Task objective:
The reply to the records below should contain exactly the lines from the line with "repository 24b37004b36f8009" through the line with "into an instant.", and nothing besides.

### Data listing ###

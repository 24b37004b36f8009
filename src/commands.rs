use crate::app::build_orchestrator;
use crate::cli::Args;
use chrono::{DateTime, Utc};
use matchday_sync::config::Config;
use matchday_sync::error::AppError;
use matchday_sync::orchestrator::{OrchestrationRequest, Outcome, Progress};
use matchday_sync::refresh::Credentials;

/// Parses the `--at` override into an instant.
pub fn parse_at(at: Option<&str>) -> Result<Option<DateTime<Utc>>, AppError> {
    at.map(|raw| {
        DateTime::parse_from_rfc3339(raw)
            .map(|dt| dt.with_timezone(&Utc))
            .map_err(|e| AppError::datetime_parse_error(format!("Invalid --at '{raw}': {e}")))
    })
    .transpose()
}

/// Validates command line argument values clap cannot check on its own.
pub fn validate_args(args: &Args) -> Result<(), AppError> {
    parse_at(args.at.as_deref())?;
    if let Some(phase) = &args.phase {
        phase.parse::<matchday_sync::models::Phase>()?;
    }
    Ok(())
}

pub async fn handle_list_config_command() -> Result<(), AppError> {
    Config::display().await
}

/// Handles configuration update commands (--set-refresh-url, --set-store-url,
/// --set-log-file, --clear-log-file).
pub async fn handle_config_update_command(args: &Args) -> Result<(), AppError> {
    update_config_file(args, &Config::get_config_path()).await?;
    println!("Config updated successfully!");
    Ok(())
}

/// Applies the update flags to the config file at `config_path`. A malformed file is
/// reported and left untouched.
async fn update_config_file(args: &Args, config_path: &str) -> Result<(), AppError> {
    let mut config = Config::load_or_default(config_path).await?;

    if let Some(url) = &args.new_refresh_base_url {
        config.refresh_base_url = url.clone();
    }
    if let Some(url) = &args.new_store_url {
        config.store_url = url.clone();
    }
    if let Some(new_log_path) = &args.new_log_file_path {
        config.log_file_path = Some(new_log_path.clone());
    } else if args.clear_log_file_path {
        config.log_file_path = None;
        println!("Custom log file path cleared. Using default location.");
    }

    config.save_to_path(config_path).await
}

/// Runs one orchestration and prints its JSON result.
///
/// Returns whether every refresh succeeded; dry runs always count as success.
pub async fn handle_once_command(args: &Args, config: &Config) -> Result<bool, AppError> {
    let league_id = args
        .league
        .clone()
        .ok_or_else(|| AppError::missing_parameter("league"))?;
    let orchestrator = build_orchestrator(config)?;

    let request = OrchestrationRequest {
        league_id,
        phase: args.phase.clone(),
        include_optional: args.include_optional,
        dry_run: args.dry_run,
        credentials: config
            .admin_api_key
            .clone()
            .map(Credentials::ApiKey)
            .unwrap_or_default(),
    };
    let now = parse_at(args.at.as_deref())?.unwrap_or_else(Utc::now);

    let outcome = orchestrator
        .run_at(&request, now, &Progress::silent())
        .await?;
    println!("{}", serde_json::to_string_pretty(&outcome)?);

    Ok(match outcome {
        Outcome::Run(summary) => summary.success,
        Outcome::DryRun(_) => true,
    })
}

###
### Data listing ###

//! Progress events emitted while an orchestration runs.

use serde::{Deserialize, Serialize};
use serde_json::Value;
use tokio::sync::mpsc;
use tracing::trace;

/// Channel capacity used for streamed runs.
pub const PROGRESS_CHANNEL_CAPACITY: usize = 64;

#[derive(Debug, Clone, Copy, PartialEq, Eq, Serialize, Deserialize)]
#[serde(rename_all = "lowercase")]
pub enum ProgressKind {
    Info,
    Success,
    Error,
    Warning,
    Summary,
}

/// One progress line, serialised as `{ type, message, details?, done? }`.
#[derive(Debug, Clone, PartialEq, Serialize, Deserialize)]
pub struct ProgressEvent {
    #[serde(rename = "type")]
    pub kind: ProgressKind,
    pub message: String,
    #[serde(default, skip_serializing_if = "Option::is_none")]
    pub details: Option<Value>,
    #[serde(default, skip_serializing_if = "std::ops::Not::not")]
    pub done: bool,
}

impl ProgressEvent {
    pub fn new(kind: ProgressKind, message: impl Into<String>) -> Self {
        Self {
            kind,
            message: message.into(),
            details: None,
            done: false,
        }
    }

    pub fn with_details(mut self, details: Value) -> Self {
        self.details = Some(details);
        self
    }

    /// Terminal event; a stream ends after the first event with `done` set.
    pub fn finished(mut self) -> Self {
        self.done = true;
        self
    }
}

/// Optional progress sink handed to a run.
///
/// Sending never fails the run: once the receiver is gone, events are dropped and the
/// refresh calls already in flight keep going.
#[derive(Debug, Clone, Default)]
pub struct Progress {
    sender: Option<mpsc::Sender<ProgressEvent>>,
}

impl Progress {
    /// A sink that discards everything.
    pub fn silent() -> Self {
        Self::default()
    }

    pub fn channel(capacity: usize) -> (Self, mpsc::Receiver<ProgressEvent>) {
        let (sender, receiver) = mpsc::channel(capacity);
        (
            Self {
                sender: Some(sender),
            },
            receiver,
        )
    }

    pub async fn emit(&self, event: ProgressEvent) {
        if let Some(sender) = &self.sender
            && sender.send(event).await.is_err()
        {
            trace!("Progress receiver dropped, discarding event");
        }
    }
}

###

Answer box:
repository 24b37004b36f8009
filename src/commands.rs
use crate::app::build_orchestrator;
use crate::cli::Args;
use chrono::{DateTime, Utc};
use matchday_sync::config::Config;
use matchday_sync::error::AppError;
use matchday_sync::orchestrator::{OrchestrationRequest, Outcome, Progress};
use matchday_sync::refresh::Credentials;

/// Parses the `--at` override into an instant.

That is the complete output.